Jeder der sich nicht intensiv vorbereitet wird durchfallen! Es heißt aber lange nicht das das ein guter Programmiere ist. Es ist größtenteils auswendig lernen. Es gibt sicher begnadete Entwickler die die Prüfung nicht schaffen würden und genau das gleiche gibts umgekehrt. Ich kenne Leute die haben die Zertifizierung und trotzdem würde ich die keinen Strich programmieren lassen.
Aufnahmekriterium sollte es daher keines sein. In einem persönlichen Gespräch hört man schon raus ob der was kann oder ein Blender ist.


----------



## ice-breaker (18. Nov 2007)

Saxony hat gesagt.:
			
		

> putzig. Bei mir ergibt (false & false) | true das Ergebnis true.

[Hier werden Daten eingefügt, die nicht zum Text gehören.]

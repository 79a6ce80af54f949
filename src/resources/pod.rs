//! Instance pod generation
//!
//! Each instance runs as a bare pod (no StatefulSet) so that the operator,
//! not a workload controller, decides which claims a recreated pod mounts and
//! which instance carries the primary role label.
//!
//! The container runs PostgreSQL under the instance agent. The agent watches
//! its own `role` label: `primary` means promote (or stay primary), `replica`
//! means follow the `-rw` service.

use std::collections::BTreeMap;
use std::collections::hash_map::DefaultHasher;
use std::hash::{Hash, Hasher};

use k8s_openapi::api::core::v1::{
    ConfigMapVolumeSource, Container, ContainerPort, ContainerResizePolicy, EnvVar, EnvVarSource,
    HTTPGetAction, ObjectFieldSelector, Pod, PodSecurityContext, PodSpec, Probe,
    ResourceRequirements, SecretKeySelector, Volume, VolumeMount,
};
use k8s_openapi::apimachinery::pkg::api::resource::Quantity;
use k8s_openapi::apimachinery::pkg::util::intstr::IntOrString;
use kube::ResourceExt;
use kube::core::ObjectMeta;

use crate::crd::{PostgresCluster, ResourceList};
use crate::postgres::config::restart_params;
use crate::resources::common::{InstanceRole, instance_labels, keys, owner_reference};
use crate::resources::config_map::config_map_name;
use crate::resources::postgres_client::POSTGRES_PORT;
use crate::resources::pvc::{PGDATA_PATH, StorageBindings, WAL_MOUNT_PATH};
use crate::resources::rbac::service_account_name;
use crate::resources::secret::{
    POSTGRES_PASSWORD_KEY, REPLICATION_PASSWORD_KEY, credentials_secret_name,
};
use crate::resources::service::rw_service_name;

/// Name of the PostgreSQL container in instance pods
pub const POSTGRES_CONTAINER: &str = "postgres";

/// Mount point of the rendered configuration
pub const CONFIG_MOUNT_PATH: &str = "/etc/postgresql/conf.d";

/// Hash of everything in the pod template that needs a restart to change
///
/// Resources are compared separately because they may be resized in place.
pub fn pod_spec_hash(cluster: &PostgresCluster) -> String {
    let mut hasher = DefaultHasher::new();
    cluster.spec.image_name.hash(&mut hasher);
    restart_params(&cluster.spec.postgresql_params).hash(&mut hasher);
    cluster.spec.wal_storage.is_some().hash(&mut hasher);
    for tbs in &cluster.spec.tablespaces {
        tbs.name.hash(&mut hasher);
    }
    format!("{:016x}", hasher.finish())
}

fn resource_map(list: &ResourceList) -> BTreeMap<String, Quantity> {
    let mut map = BTreeMap::new();
    if let Some(cpu) = &list.cpu {
        map.insert("cpu".to_string(), Quantity(cpu.clone()));
    }
    if let Some(memory) = &list.memory {
        map.insert("memory".to_string(), Quantity(memory.clone()));
    }
    map
}

/// Container resources requested by the cluster spec
pub fn container_resources(cluster: &PostgresCluster) -> Option<ResourceRequirements> {
    cluster
        .spec
        .resources
        .as_ref()
        .map(|r| ResourceRequirements {
            limits: r.limits.as_ref().map(resource_map),
            requests: r.requests.as_ref().map(resource_map),
            ..Default::default()
        })
}

fn field_env(name: &str, field_path: &str) -> EnvVar {
    EnvVar {
        name: name.to_string(),
        value_from: Some(EnvVarSource {
            field_ref: Some(ObjectFieldSelector {
                field_path: field_path.to_string(),
                ..Default::default()
            }),
            ..Default::default()
        }),
        ..Default::default()
    }
}

fn secret_env(name: &str, secret: &str, key: &str) -> EnvVar {
    EnvVar {
        name: name.to_string(),
        value_from: Some(EnvVarSource {
            secret_key_ref: Some(SecretKeySelector {
                name: secret.to_string(),
                key: key.to_string(),
                optional: Some(false),
            }),
            ..Default::default()
        }),
        ..Default::default()
    }
}

fn value_env(name: &str, value: impl Into<String>) -> EnvVar {
    EnvVar {
        name: name.to_string(),
        value: Some(value.into()),
        ..Default::default()
    }
}

/// Environment shared by instance pods and bootstrap jobs
pub fn instance_env(
    cluster: &PostgresCluster,
    bindings: &StorageBindings,
    agent_port: u16,
) -> Vec<EnvVar> {
    let cluster_name = cluster.name_any();
    let secret_name = credentials_secret_name(&cluster_name);

    let mut env = vec![
        value_env("CLUSTER_NAME", cluster_name.clone()),
        value_env("INSTANCE_NAME", bindings.instance.clone()),
        field_env("POD_NAMESPACE", "metadata.namespace"),
        field_env("POD_IP", "status.podIP"),
        value_env("PGDATA", PGDATA_PATH),
        value_env("PRIMARY_HOST", rw_service_name(&cluster_name)),
        value_env("AGENT_PORT", agent_port.to_string()),
        secret_env("POSTGRES_PASSWORD", &secret_name, POSTGRES_PASSWORD_KEY),
        secret_env("REPLICATION_PASSWORD", &secret_name, REPLICATION_PASSWORD_KEY),
    ];
    if bindings.wal.is_some() {
        env.push(value_env("PGWAL", WAL_MOUNT_PATH));
    }
    if !bindings.tablespaces.is_empty() {
        let names: Vec<&str> = bindings.tablespaces.keys().map(String::as_str).collect();
        env.push(value_env("TABLESPACES", names.join(",")));
    }
    env
}

/// Volumes and mounts shared by instance pods and bootstrap jobs
pub fn instance_volumes(
    cluster: &PostgresCluster,
    bindings: &StorageBindings,
) -> (Vec<Volume>, Vec<VolumeMount>) {
    let (mut volumes, mut mounts) = bindings.volumes_and_mounts();
    volumes.push(Volume {
        name: "pg-config".to_string(),
        config_map: Some(ConfigMapVolumeSource {
            name: config_map_name(&cluster.name_any()),
            default_mode: Some(0o644),
            ..Default::default()
        }),
        ..Default::default()
    });
    mounts.push(VolumeMount {
        name: "pg-config".to_string(),
        mount_path: CONFIG_MOUNT_PATH.to_string(),
        read_only: Some(true),
        ..Default::default()
    });
    (volumes, mounts)
}

fn agent_probe(path: &str, agent_port: u16, failure_threshold: i32) -> Probe {
    Probe {
        http_get: Some(HTTPGetAction {
            path: Some(path.to_string()),
            port: IntOrString::Int(i32::from(agent_port)),
            scheme: Some("HTTP".to_string()),
            ..Default::default()
        }),
        period_seconds: Some(10),
        timeout_seconds: Some(5),
        failure_threshold: Some(failure_threshold),
        ..Default::default()
    }
}

/// Generate the pod of one instance
pub fn generate_instance_pod(
    cluster: &PostgresCluster,
    bindings: &StorageBindings,
    role: InstanceRole,
    agent_port: u16,
) -> Pod {
    let cluster_name = cluster.name_any();

    let mut labels = instance_labels(&cluster_name, &bindings.instance);
    labels.insert(keys::INSTANCE_ROLE.to_string(), role.as_str().to_string());

    let annotations = BTreeMap::from([(keys::POD_SPEC_HASH.to_string(), pod_spec_hash(cluster))]);

    let (volumes, volume_mounts) = instance_volumes(cluster, bindings);

    let resize_policy: Vec<ContainerResizePolicy> = cluster
        .spec
        .resize_policy
        .iter()
        .map(|p| ContainerResizePolicy {
            resource_name: p.resource_name.to_string(),
            restart_policy: p.restart_policy.to_string(),
        })
        .collect();

    let container = Container {
        name: POSTGRES_CONTAINER.to_string(),
        image: Some(cluster.spec.image_name.clone()),
        image_pull_policy: Some("IfNotPresent".to_string()),
        args: Some(vec!["instance".to_string(), "run".to_string()]),
        ports: Some(vec![
            ContainerPort {
                container_port: i32::from(POSTGRES_PORT),
                name: Some("postgresql".to_string()),
                protocol: Some("TCP".to_string()),
                ..Default::default()
            },
            ContainerPort {
                container_port: i32::from(agent_port),
                name: Some("agent".to_string()),
                protocol: Some("TCP".to_string()),
                ..Default::default()
            },
        ]),
        env: Some(instance_env(cluster, bindings, agent_port)),
        volume_mounts: Some(volume_mounts),
        resources: container_resources(cluster),
        resize_policy: if resize_policy.is_empty() {
            None
        } else {
            Some(resize_policy)
        },
        startup_probe: Some(agent_probe("/healthz", agent_port, 60)),
        readiness_probe: Some(agent_probe("/readyz", agent_port, 3)),
        liveness_probe: Some(agent_probe("/healthz", agent_port, 6)),
        ..Default::default()
    };

    Pod {
        metadata: ObjectMeta {
            name: Some(bindings.instance.clone()),
            namespace: cluster.namespace(),
            labels: Some(labels),
            annotations: Some(annotations),
            owner_references: Some(vec![owner_reference(cluster)]),
            ..Default::default()
        },
        spec: Some(PodSpec {
            hostname: Some(bindings.instance.clone()),
            service_account_name: Some(service_account_name(&cluster_name)),
            containers: vec![container],
            volumes: Some(volumes),
            restart_policy: Some("Always".to_string()),
            termination_grace_period_seconds: Some(30),
            security_context: Some(PodSecurityContext {
                run_as_non_root: Some(true),
                fs_group: Some(26),
                ..Default::default()
            }),
            ..Default::default()
        }),
        ..Default::default()
    }
}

das soll auch so sein  :meld: 
Das Bit 0 und 0 verknüpft ergibt 0, wiederum mit 1 verknüpft für true ergibt 1, also true 
Wirklich schlimm, dass oft so wichtige Dinge nicht gewusst werden


----------



## Saxony (19. Nov 2007)

ice-breaker hat gesagt.:
			
		

> Saxony hat gesagt.:
> 
> 
> 
> ...



Jo so hatte ich das ja auch erwartet - nur beim Thread-Ersteller schien es ja nicht auf true hinaus zu laufen. 

bye Saxony


----------



## ARadauer (19. Nov 2007)

> Bei boolschen Ausdrücken habe ich noch nie (das sind jetzt 5 Jahre Praxis) eine Anwendung für & oder | gefunden.

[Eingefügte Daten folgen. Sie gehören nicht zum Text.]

fn topology_pass(
    cluster: &PostgresCluster,
    config: &OperatorConfig,
    observed: &ObservedCluster,
    hibernation: HibernationOutcome,
    now: DateTime<Utc>,
) -> PassPlan {
    let mut status = cluster.status.clone().unwrap_or_default();
    if let Some(primary) = hibernation.adopt_primary.as_ref() {
        status.current_primary = primary.clone();
        status.target_primary = primary.clone();
    }
    if let Some(node) = hibernation.adopt_latest_generated_node {
        status.latest_generated_node = status.latest_generated_node.max(node);
    }

    // Sub-controllers read the status the pass is building, not the stale one
    let mut view = cluster.clone();
    view.status = Some(status.clone());
    if let Some(spec) = hibernation.restore_spec.clone() {
        view.spec = spec;
    }
    let cluster = &view;

    let plan = plan(cluster, observed);
    let fencing = reconcile_fencing(cluster, observed, &plan);
    status.fenced_instances = fencing.fenced.clone();

    let stable = status.current_primary == status.target_primary;
    let current = status.current_primary.clone();
    let confirmed_primary =
        (!current.is_empty() && observed.is_primary(&current)).then_some(current.as_str());

    let designated = [status.target_primary.as_str(), current.as_str()]
        .into_iter()
        .find(|name| !name.is_empty() && *name != PENDING_FAILOVER_MARKER);
    let mut bootstrap = reconcile_bootstrap(
        cluster,
        observed,
        &plan,
        BootstrapParams {
            designated_primary: designated,
            primary_available: confirmed_primary.is_some(),
            allow_new: stable && plan.to_remove.is_empty() && !hibernation.rehydrating,
            agent_port: config.instance_agent_port,
            now,
        },
    );
    mark_new_pods(&mut bootstrap.operations, &fencing);

    let slots = sync_slots(cluster, observed, &plan, confirmed_primary.filter(|_| stable));
    if let Some(instances) = slots.ha_slot_instances.clone() {
        status.ha_slot_instances = instances;
    }

    let busy = bootstrap.in_flight || bootstrap.pending || hibernation.rehydrating;
    let rolling = reconcile_rolling_update(
        cluster,
        observed,
        &plan,
        (stable && !current.is_empty()).then_some(current.as_str()),
        busy,
    );

    let planned_restart =
        !current.is_empty() && is_planned_primary_restart(cluster, observed, &plan, &current);
    let failover = reconcile_failover(
        cluster,
        observed,
        &plan,
        &status,
        FailoverParams {
            now,
            max_lag_bytes: config.failover_max_lag_bytes,
            rehydrating: hibernation.rehydrating,
            initial_primary: bootstrap.initial_primary.as_deref(),
            switchover_to: rolling.switchover_to.as_deref(),
            planned_restart,
            fenced: &fencing.fenced,
        },
    );
    failover.topology.write_into(&mut status);

    let settled = !bootstrap.in_flight
        && !rolling.in_flight
        && !failover.in_flight
        && failover.topology.is_stable();
    let scale_down = match plan.to_remove.first() {
        Some(instance) if settled => {
            info!(instance = %instance, "Scaling down");
            let mut ops = removal_operations(observed, instance);
            ops.push(Operation::normal(
                "ScaledDown",
                format!("Removed instance {}", instance),
            ));
            ops
        }
        _ => Vec::new(),
    };

    let mut volumes = volume_operations(cluster, observed, &plan, &failover.topology, config);
    mark_new_pods(&mut volumes, &fencing);

    record_instances(&mut status, cluster, observed, &plan, &bootstrap);

    let topology_stable =
        failover.topology.is_stable() && !failover.topology.current_primary.is_empty();
    let tctx = TransitionContext::new(plan.ready.len(), plan.desired, topology_stable);
    let claims = PhaseClaims {
        hibernation: hibernation.phase.clone(),
        failover: failover.phase.clone(),
        bootstrap: bootstrap.phase.clone(),
        rolling_update: rolling.phase.clone(),
    };
    let (mut phase, mut reason) = resolve_phase(
        &ClusterStateMachine::new(),
        status.phase,
        &status.phase_reason,
        &claims,
        &tctx,
    );
    if let Some((forced, forced_reason)) = safety_net(SafetyNetInput {
        phase: Some(phase),
        ready_instances: plan.ready.len(),
        desired_instances: plan.desired,
        job_in_flight: bootstrap.in_flight,
        promotion_in_flight: failover.in_flight || rolling.in_flight,
        topology_stable,
    }) {
        phase = forced;
        reason = forced_reason;
    }
    status.phase = Some(phase);
    status.phase_reason = reason;

    let all_ready = tctx.all_instances_ready();
    let in_flight = bootstrap.in_flight
        || bootstrap.pending
        || rolling.in_flight
        || failover.in_flight
        || hibernation.rehydrating
        || !scale_down.is_empty()
        || phase.is_transitional();
    status.conditions = ConditionBuilder::from_existing(
        std::mem::take(&mut status.conditions),
        cluster.metadata.generation,
    )
    .ready(
        all_ready,
        if all_ready { "AllInstancesReady" } else { "InstancesNotReady" },
        &format!("{}/{} instances ready", plan.ready.len(), plan.desired),
    )
    .progressing(in_flight, &phase.to_string(), &status.phase_reason)
    .hibernation(hibernation.condition.as_ref())
    .build();
    status.observed_generation = cluster.metadata.generation;

    PassPlan {
        status,
        groups: vec![
            ("hibernation", hibernation.operations),
            ("fencing", fencing.operations),
            ("bootstrap", bootstrap.operations),
            ("volumes", volumes),
            ("slots", slots.operations),
            ("rolling-update", rolling.operations),
            ("failover", failover.operations),
            ("scale-down", scale_down),
        ],
        in_flight,
        failover_started: failover.failover_started,
        failed_jobs: bootstrap.failed_jobs,
        suspended: false,
        restored_spec: hibernation.restore_spec,
        retry_after: bootstrap.retry_after,
    }
}
//! Side effects decided by a reconciliation pass
//!
//! Sub-controllers return `Operation`s instead of calling the API, which keeps
//! their decisions testable. The executor applies one group of operations in
//! order and stops that group at the first failure; other groups still run.

use std::collections::BTreeMap;
use std::collections::HashMap;

use k8s_openapi::api::batch::v1::Job;
use k8s_openapi::api::core::v1::{
    ConfigMap, PersistentVolumeClaim, Pod, ResourceRequirements, Secret, Service, ServiceAccount,
};
use k8s_openapi::api::rbac::v1::{Role, RoleBinding};
use kube::api::{DeleteParams, Patch, PatchParams, PostParams};
use kube::runtime::events::{Event, EventType};
use kube::{Api, Resource, ResourceExt};
use serde::de::DeserializeOwned;
use serde_json::json;
use tracing::{debug, info, warn};

use crate::controller::context::Context;
use crate::controller::error::{Error, Result};
use crate::controller::slots::{SlotAction, SlotOperation};
use crate::crd::PostgresCluster;
use crate::resources::common::{FIELD_MANAGER, InstanceRole, keys};
use crate::resources::pod::POSTGRES_CONTAINER;
use crate::resources::postgres_client::{PostgresConnection, fetch_credentials};

#[derive(Clone, Copy, Debug, PartialEq, Eq)]
pub enum EventSeverity {
    Normal,
    Warning,
}

/// Kinds of per-cluster objects that are not tied to one instance
#[derive(Clone, Copy, Debug, PartialEq, Eq, PartialOrd, Ord)]
pub enum AncillaryKind {
    Secret,
    ConfigMap,
    Service,
    ServiceAccount,
    Role,
    RoleBinding,
}

/// One side effect against the Kubernetes API or an instance
#[derive(Clone, Debug, PartialEq)]
pub enum Operation {
    CreatePvc(Box<PersistentVolumeClaim>),
    DeletePvc {
        name: String,
    },
    /// Set (`Some`) or remove (`None`) annotations on a claim
    AnnotatePvc {
        name: String,
        annotations: BTreeMap<String, Option<String>>,
    },
    CreatePod(Box<Pod>),
    DeletePod {
        name: String,
    },
    /// Rewrite the role label the instance agent acts on
    SetPodRole {
        name: String,
        role: InstanceRole,
    },
    /// Set or clear the fence mark the instance agent stops PostgreSQL on
    SetPodFencing {
        name: String,
        fenced: bool,
    },
    /// Change container resources without recreating the pod
    ResizePod {
        name: String,
        resources: ResourceRequirements,
    },
    CreateJob(Box<Job>),
    DeleteJob {
        name: String,
    },
    DeleteAncillary {
        kind: AncillaryKind,
        name: String,
    },
    Slot(SlotOperation),
    Event {
        severity: EventSeverity,
        reason: String,
        message: String,
    },
}

impl Operation {
    pub fn warning(reason: &str, message: impl Into<String>) -> Self {
        Operation::Event {
            severity: EventSeverity::Warning,
            reason: reason.to_string(),
            message: message.into(),
        }
    }

    pub fn normal(reason: &str, message: impl Into<String>) -> Self {
        Operation::Event {
            severity: EventSeverity::Normal,
            reason: reason.to_string(),
            message: message.into(),
        }
    }

    /// Operations that only report and never change the topology
    pub fn is_event(&self) -> bool {
        matches!(self, Operation::Event { .. })
    }
}

fn is_status(error: &kube::Error, code: u16) -> bool {
    matches!(error, kube::Error::Api(api_err) if api_err.code == code)
}

async fn create<T>(api: &Api<T>, resource: &T) -> Result<()>
where
    T: Resource + serde::Serialize + DeserializeOwned + Clone + std::fmt::Debug,
{
    match api.create(&PostParams::default(), resource).await {
        Ok(_) => Ok(()),
        // Already created by an earlier pass
        Err(e) if is_status(&e, 409) => Ok(()),
        Err(e) => Err(e.into()),
    }
}

async fn delete<T>(api: &Api<T>, name: &str, params: &DeleteParams) -> Result<()>
where
    T: Resource + DeserializeOwned + Clone + std::fmt::Debug,
{
    match api.delete(name, params).await {
        Ok(_) => Ok(()),
        Err(e) if is_status(&e, 404) => Ok(()),
        Err(e) => Err(e.into()),
    }
}

/// Applies operations for one cluster
pub struct Executor<'a> {
    ctx: &'a Context,
    cluster: &'a PostgresCluster,
    ns: String,
    /// Pod IP to open connection, reused within a pass
    connections: HashMap<String, PostgresConnection>,
}

impl<'a> Executor<'a> {
    pub fn new(ctx: &'a Context, cluster: &'a PostgresCluster) -> Self {
        Self {
            ctx,
            cluster,
            ns: cluster.namespace().unwrap_or_else(|| "default".to_string()),
            connections: HashMap::new(),
        }
    }

    /// Run a group of operations in order, stopping at the first failure
    ///
    /// Returns whether every operation succeeded. Failures are logged and
    /// never propagated so sibling groups still run.
    pub async fn run_group(&mut self, group: &str, ops: Vec<Operation>) -> bool {
        for op in ops {
            if let Err(e) = self.apply(&op).await {
                warn!(
                    cluster = %self.cluster.name_any(),
                    group = group,
                    operation = ?op,
                    error = %e,
                    "Operation failed, remaining {} operations deferred to the next pass",
                    group
                );
                return false;
            }
        }
        true
    }

    async fn apply(&mut self, op: &Operation) -> Result<()> {
        let client = self.ctx.client.clone();
        let ns = self.ns.as_str();
        match op {
            Operation::CreatePvc(pvc) => {
                info!(pvc = %pvc.name_any(), "Creating volume claim");
                create(&Api::<PersistentVolumeClaim>::namespaced(client, ns), pvc.as_ref()).await
            }
            Operation::DeletePvc { name } => {
                info!(pvc = %name, "Deleting volume claim");
                delete(
                    &Api::<PersistentVolumeClaim>::namespaced(client, ns),
                    name,
                    &DeleteParams::default(),
                )
                .await
            }
            Operation::AnnotatePvc { name, annotations } => {
                debug!(pvc = %name, "Annotating volume claim");
                let api: Api<PersistentVolumeClaim> = Api::namespaced(client, ns);
                let patch = json!({ "metadata": { "annotations": annotations } });
                api.patch(name, &PatchParams::default(), &Patch::Merge(&patch))
                    .await?;
                Ok(())
            }
            Operation::CreatePod(pod) => {
                info!(pod = %pod.name_any(), "Creating instance pod");
                create(&Api::<Pod>::namespaced(client, ns), pod.as_ref()).await
            }
            Operation::DeletePod { name } => {
                info!(pod = %name, "Deleting instance pod");
                delete(&Api::<Pod>::namespaced(client, ns), name, &DeleteParams::default()).await
            }
            Operation::SetPodRole { name, role } => {
                info!(pod = %name, role = %role, "Setting instance role");
                let api: Api<Pod> = Api::namespaced(client, ns);
                let labels = BTreeMap::from([(keys::INSTANCE_ROLE, role.as_str())]);
                let patch = json!({ "metadata": { "labels": labels } });
                api.patch(name, &PatchParams::default(), &Patch::Merge(&patch))
                    .await?;
                Ok(())
            }
            Operation::SetPodFencing { name, fenced } => {
                info!(pod = %name, fenced = fenced, "Setting instance fence");
                let api: Api<Pod> = Api::namespaced(client, ns);
                // null removes the annotation
                let annotations = BTreeMap::from([(keys::FENCED, fenced.then_some("true"))]);
                let patch = json!({ "metadata": { "annotations": annotations } });
                api.patch(name, &PatchParams::default(), &Patch::Merge(&patch))
                    .await?;
                Ok(())
            }
            Operation::ResizePod { name, resources } => {
                info!(pod = %name, "Resizing instance pod in place");
                let api: Api<Pod> = Api::namespaced(client, ns);
                let patch = json!({
                    "spec": { "containers": [{ "name": POSTGRES_CONTAINER, "resources": resources }] }
                });
                api.patch_subresource(
                    "resize",
                    name,
                    &PatchParams::default(),
                    &Patch::Strategic(&patch),
                )
                .await?;
                Ok(())
            }
            Operation::CreateJob(job) => {
                info!(job = %job.name_any(), "Creating bootstrap job");
                create(&Api::<Job>::namespaced(client, ns), job.as_ref()).await
            }
            Operation::DeleteJob { name } => {
                info!(job = %name, "Deleting bootstrap job");
                delete(&Api::<Job>::namespaced(client, ns), name, &DeleteParams::background()).await
            }
            Operation::DeleteAncillary { kind, name } => {
                info!(kind = ?kind, name = %name, "Deleting cluster resource");
                let dp = DeleteParams::default();
                match kind {
                    AncillaryKind::Secret => delete(&Api::<Secret>::namespaced(client, ns), name, &dp).await,
                    AncillaryKind::ConfigMap => {
                        delete(&Api::<ConfigMap>::namespaced(client, ns), name, &dp).await
                    }
                    AncillaryKind::Service => delete(&Api::<Service>::namespaced(client, ns), name, &dp).await,
                    AncillaryKind::ServiceAccount => {
                        delete(&Api::<ServiceAccount>::namespaced(client, ns), name, &dp).await
                    }
                    AncillaryKind::Role => delete(&Api::<Role>::namespaced(client, ns), name, &dp).await,
                    AncillaryKind::RoleBinding => {
                        delete(&Api::<RoleBinding>::namespaced(client, ns), name, &dp).await
                    }
                }
            }
            Operation::Slot(slot_op) => self.apply_slot(slot_op).await,
            Operation::Event {
                severity,
                reason,
                message,
            } => {
                let event = Event {
                    type_: match severity {
                        EventSeverity::Normal => EventType::Normal,
                        EventSeverity::Warning => EventType::Warning,
                    },
                    reason: reason.clone(),
                    note: Some(message.clone()),
                    action: "Reconcile".to_string(),
                    secondary: None,
                };
                let reference = self.cluster.object_ref(&());
                // Events are best effort
                if let Err(e) = self.ctx.recorder.publish(&event, &reference).await {
                    debug!(error = %e, reason = %reason, "Failed to publish event");
                }
                Ok(())
            }
        }
    }

    async fn apply_slot(&mut self, op: &SlotOperation) -> Result<()> {
        if !self.connections.contains_key(&op.host) {
            let credentials =
                fetch_credentials(&self.ctx.client, &self.ns, &self.cluster.name_any()).await?;
            let conn = PostgresConnection::connect(
                &op.host,
                &credentials,
                self.ctx.config.instance_status_timeout,
            )
            .await?;
            self.connections.insert(op.host.clone(), conn);
        }
        let conn = self
            .connections
            .get(&op.host)
            .ok_or_else(|| Error::TransientError(format!("no connection to {}", op.host)))?;

        info!(instance = %op.instance, slot = %op.slot, action = ?op.action, "Replication slot change");
        match op.action {
            SlotAction::Create => conn.create_slot(&op.slot).await?,
            SlotAction::Drop => conn.drop_slot(&op.slot).await?,
            SlotAction::Advance(lsn) => conn.advance_slot(&op.slot, lsn).await?,
        }
        Ok(())
    }
}

/// Server-side apply a namespaced resource owned by the operator
pub async fn apply_resource<T>(ctx: &Context, ns: &str, resource: &T) -> Result<()>
where
    T: kube::Resource<Scope = k8s_openapi::NamespaceResourceScope>
        + serde::Serialize
        + DeserializeOwned
        + Clone
        + std::fmt::Debug,
    <T as kube::Resource>::DynamicType: Default,
{
    let api: Api<T> = Api::namespaced(ctx.client.clone(), ns);
    let name = resource.name_any();

    let patch = Patch::Apply(resource);
    let params = PatchParams::apply(FIELD_MANAGER).force();

    api.patch(&name, &params, &patch).await?;
    debug!("Applied resource: {}", name);

    Ok(())
}

/// Create a namespaced resource unless it already exists
pub async fn create_resource<T>(ctx: &Context, ns: &str, resource: &T) -> Result<()>
where
    T: kube::Resource<Scope = k8s_openapi::NamespaceResourceScope>
        + serde::Serialize
        + DeserializeOwned
        + Clone
        + std::fmt::Debug,
    <T as kube::Resource>::DynamicType: Default,
{
    create(&Api::<T>::namespaced(ctx.client.clone(), ns), resource).await
}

dem kann ich voll und ganz zustimmen.

Wenn jemand einen Fall hat bei dem die Verwendung von && oder & bzw | oder || zu unterschieldichen ergebnissen führt und er an dieser stelle | oder & verwendet, wäre vielleicht die lösung zu überdenken.

Bzw kann mir jemand ein sinnvolles Beispiel für | oder & nennen, dass er mal eben aus einem aktuellen Projekt kopieren kann. Hab jetzt ein 1200 Klassen Projekt hier in der Arbeit nach " | " und " & " durchsucht und nichts gefunden.


----------



## Saxony (19. Nov 2007)

Hehe selbst ein Google Code Search bringt auf die Schnelle kein Ergebnis für die Verwendung von & oder | bei bool'schen Ausdrücken.

Na gut ich muss auch zugeben, dass & und | als Suchbegriff sehr bescheiden zu gebrauchen sind. 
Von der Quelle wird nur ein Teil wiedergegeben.